EXERCISE AIM - Quote the listing below word for word, stopping after the line that contains "AND RESPONSE SHAPES".

SUPPLIED DATA -
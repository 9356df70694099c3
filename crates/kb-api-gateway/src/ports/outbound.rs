//! Outbound ports for the API Gateway.
//!
//! The gateway never talks to a service directly. Every backend operation
//! goes through one of these traits and reports the rate-limit records it
//! touched alongside its value.

use crate::domain::error::BackendError;
use crate::domain::events::PushEvent;
use crate::domain::options::AdvertisementKind;
use crate::domain::rate_limit::RateLimit;
use crate::domain::types::{
    BotCommand, ChatChannel, Conversation, ConversationId, KvDeleteResult, KvEntryList,
    KvGetResult, KvNamespaceList, KvPutResult, MembersDetails, MembersType, MessageId,
    MessageUnboxed, Pagination, TeamDetails, TeamList, TopicType, UserBotCommand,
};
use async_trait::async_trait;
use futures::stream::BoxStream;
use std::sync::Arc;
use std::time::Duration;

/// Backend value together with the rate limits the call reported
#[derive(Debug, Clone, PartialEq)]
pub struct Limited<T> {
    pub value: T,
    pub rate_limits: Vec<RateLimit>,
}

impl<T> Limited<T> {
    pub fn new(value: T) -> Self {
        Self {
            value,
            rate_limits: Vec::new(),
        }
    }

    pub fn with_limits(value: T, rate_limits: Vec<RateLimit>) -> Self {
        Self { value, rate_limits }
    }
}

pub type BackendResult<T> = Result<Limited<T>, BackendError>;

/// Live push events for one subscription, in backend order
pub type PushStream = BoxStream<'static, PushEvent>;

// ═══════════════════════════════════════════════════════════════════════
// REQUEST AND RESPONSE SHAPES
// ═══════════════════════════════════════════════════════════════════════

#[derive(Debug, Clone, Default)]
pub struct InboxQuery {
    pub topic_type: TopicType,
    pub unread_only: bool,
    pub conversation_id: Option<ConversationId>,
}

#[derive(Debug, Clone, Default)]
pub struct Inbox {
    pub conversations: Vec<Conversation>,
    pub offline: bool,
}

#[derive(Debug, Clone, Default)]
pub struct ThreadQuery {
    pub pagination: Option<Pagination>,
    pub mark_as_read: bool,
}

/// Messages of one conversation, newest first
#[derive(Debug, Clone, Default)]
pub struct ThreadPage {
    pub messages: Vec<MessageUnboxed>,
    pub pagination: Option<Pagination>,
    pub offline: bool,
}

#[derive(Debug, Clone, Default)]
pub struct OutgoingText {
    pub body: String,
    pub nonblock: bool,
    pub exploding_lifetime: Option<Duration>,
    pub reply_to: Option<MessageId>,
}

#[derive(Debug, Clone, Default)]
pub struct Upload {
    pub filename: String,
    pub title: String,
    pub preview: String,
    pub exploding_lifetime: Option<Duration>,
}

/// Outcome of posting a message. Non-blocking sends have no id yet.
#[derive(Debug, Clone, Copy, Default, PartialEq, Eq)]
pub struct Posted {
    pub message_id: Option<MessageId>,
}

#[derive(Debug, Clone, PartialEq, Eq)]
pub struct CommandAdvertisement {
    pub kind: AdvertisementKind,
    pub commands: Vec<BotCommand>,
    pub team_name: Option<String>,
    pub conv_id: Option<ConversationId>,
}

/// Fully qualified key-value entry
#[derive(Debug, Clone, PartialEq, Eq, Hash, PartialOrd, Ord)]
pub struct EntryRef {
    pub team: String,
    pub namespace: String,
    pub entry_key: String,
}

// ═══════════════════════════════════════════════════════════════════════
// PORTS
// ═══════════════════════════════════════════════════════════════════════

/// Messaging backend
#[async_trait]
pub trait ChatBackend: Send + Sync {
    async fn get_inbox(&self, query: &InboxQuery) -> BackendResult<Inbox>;

    /// `None` when no conversation has this id
    async fn get_conversation(&self, id: &ConversationId) -> BackendResult<Option<Conversation>>;

    /// Conversations matching a channel address
    async fn find_conversations(&self, channel: &ChatChannel) -> BackendResult<Vec<Conversation>>;

    async fn new_conversation(&self, channel: &ChatChannel) -> BackendResult<Conversation>;

    /// Every conversation on a team or TLF name with the given topic type
    async fn get_tlf_conversations(
        &self,
        name: &str,
        members: MembersType,
        topic: TopicType,
    ) -> BackendResult<Vec<Conversation>>;

    async fn get_thread(&self, conv: &ConversationId, query: &ThreadQuery)
        -> BackendResult<ThreadPage>;

    async fn get_messages(
        &self,
        conv: &ConversationId,
        ids: &[MessageId],
        mark_as_read: bool,
    ) -> BackendResult<ThreadPage>;

    async fn post_text(&self, conv: &ConversationId, msg: &OutgoingText) -> BackendResult<Posted>;

    async fn edit_message(
        &self,
        conv: &ConversationId,
        target: MessageId,
        body: &str,
    ) -> BackendResult<Posted>;

    async fn post_reaction(
        &self,
        conv: &ConversationId,
        target: MessageId,
        reaction: &str,
    ) -> BackendResult<Posted>;

    async fn upload_attachment(&self, conv: &ConversationId, upload: &Upload)
        -> BackendResult<Posted>;

    async fn join_conversation(&self, conv: &ConversationId) -> BackendResult<()>;

    async fn leave_conversation(&self, conv: &ConversationId) -> BackendResult<()>;

    async fn advertise_commands(
        &self,
        alias: Option<&str>,
        ads: &[CommandAdvertisement],
    ) -> BackendResult<()>;

    async fn clear_commands(&self) -> BackendResult<()>;

    async fn list_commands(&self, conv: &ConversationId) -> BackendResult<Vec<UserBotCommand>>;

    async fn list_members(&self, conv: &ConversationId) -> BackendResult<MembersDetails>;
}

/// Team directory backend
#[async_trait]
pub trait TeamBackend: Send + Sync {
    async fn team_get(&self, team: &str, force_poll: bool) -> BackendResult<TeamDetails>;

    async fn team_list_for_user(
        &self,
        username: &str,
        include_implicit: bool,
    ) -> BackendResult<TeamList>;
}

/// Key-value store backend
#[async_trait]
pub trait KvBackend: Send + Sync {
    async fn get_entry(&self, entry: &EntryRef) -> BackendResult<KvGetResult>;

    async fn put_entry(
        &self,
        entry: &EntryRef,
        value: &str,
        revision: Option<u32>,
    ) -> BackendResult<KvPutResult>;

    async fn list_namespaces(&self, team: &str) -> BackendResult<KvNamespaceList>;

    async fn list_entries(&self, team: &str, namespace: &str) -> BackendResult<KvEntryList>;

    async fn delete_entry(
        &self,
        entry: &EntryRef,
        revision: Option<u32>,
    ) -> BackendResult<KvDeleteResult>;
}

/// Session-level operations: identity, liveness and push subscription
#[async_trait]
pub trait SessionBackend: Send + Sync {
    /// Username the session is logged in as
    fn username(&self) -> &str;

    /// Liveness probe
    async fn ping(&self) -> Result<(), BackendError>;

    /// Start receiving push events
    async fn subscribe(&self) -> Result<PushStream, BackendError>;
}

/// Time source trait for testability
pub trait TimeSource: Send + Sync {
    /// Unix time in milliseconds
    fn now_ms(&self) -> i64;
}

/// System time implementation
#[derive(Debug, Default, Clone, Copy)]
pub struct SystemTimeSource;

impl TimeSource for SystemTimeSource {
    fn now_ms(&self) -> i64 {
        chrono::Utc::now().timestamp_millis()
    }
}

/// Immutable handle to everything a call needs. Shared by concurrent calls
/// and by the notification relay.
#[derive(Clone)]
pub struct Session {
    pub chat: Arc<dyn ChatBackend>,
    pub team: Arc<dyn TeamBackend>,
    pub kv: Arc<dyn KvBackend>,
    pub account: Arc<dyn SessionBackend>,
    pub clock: Arc<dyn TimeSource>,
}

impl Session {
    /// Session over a single backend implementing every port
    pub fn new<B>(backend: Arc<B>) -> Self
    where
        B: ChatBackend + TeamBackend + KvBackend + SessionBackend + 'static,
    {
        Self {
            chat: backend.clone(),
            team: backend.clone(),
            kv: backend.clone(),
            account: backend,
            clock: Arc::new(SystemTimeSource),
        }
    }

    pub fn with_clock(mut self, clock: Arc<dyn TimeSource>) -> Self {
        self.clock = clock;
        self
    }

    pub fn username(&self) -> &str {
        self.account.username()
    }

    /// The implicit team of the session user alone, `"<user>,<user>"`
    pub fn self_team(&self) -> String {
        let user = self.username();
        format!("{},{}", user, user)
    }
}

impl std::fmt::Debug for Session {
    fn fmt(&self, f: &mut std::fmt::Formatter<'_>) -> std::fmt::Result {
        f.debug_struct("Session")
            .field("username", &self.username())
            .finish_non_exhaustive()
    }
}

ANSWER BOX -
repository 9356df70694099c3
filename crates/kb-api-gateway/src/ports/outbound.rs
//! Outbound ports for the API Gateway.
//!
//! The gateway never talks to a service directly. Every backend operation
//! goes through one of these traits and reports the rate-limit records it
//! touched alongside its value.

use crate::domain::error::BackendError;
use crate::domain::events::PushEvent;
use crate::domain::options::AdvertisementKind;
use crate::domain::rate_limit::RateLimit;
use crate::domain::types::{
    BotCommand, ChatChannel, Conversation, ConversationId, KvDeleteResult, KvEntryList,
    KvGetResult, KvNamespaceList, KvPutResult, MembersDetails, MembersType, MessageId,
    MessageUnboxed, Pagination, TeamDetails, TeamList, TopicType, UserBotCommand,
};
use async_trait::async_trait;
use futures::stream::BoxStream;
use std::sync::Arc;
use std::time::Duration;

/// Backend value together with the rate limits the call reported
#[derive(Debug, Clone, PartialEq)]
pub struct Limited<T> {
    pub value: T,
    pub rate_limits: Vec<RateLimit>,
}

impl<T> Limited<T> {
    pub fn new(value: T) -> Self {
        Self {
            value,
            rate_limits: Vec::new(),
        }
    }

    pub fn with_limits(value: T, rate_limits: Vec<RateLimit>) -> Self {
        Self { value, rate_limits }
    }
}

pub type BackendResult<T> = Result<Limited<T>, BackendError>;

/// Live push events for one subscription, in backend order
pub type PushStream = BoxStream<'static, PushEvent>;

// ═══════════════════════════════════════════════════════════════════════
// REQUEST AND RESPONSE SHAPES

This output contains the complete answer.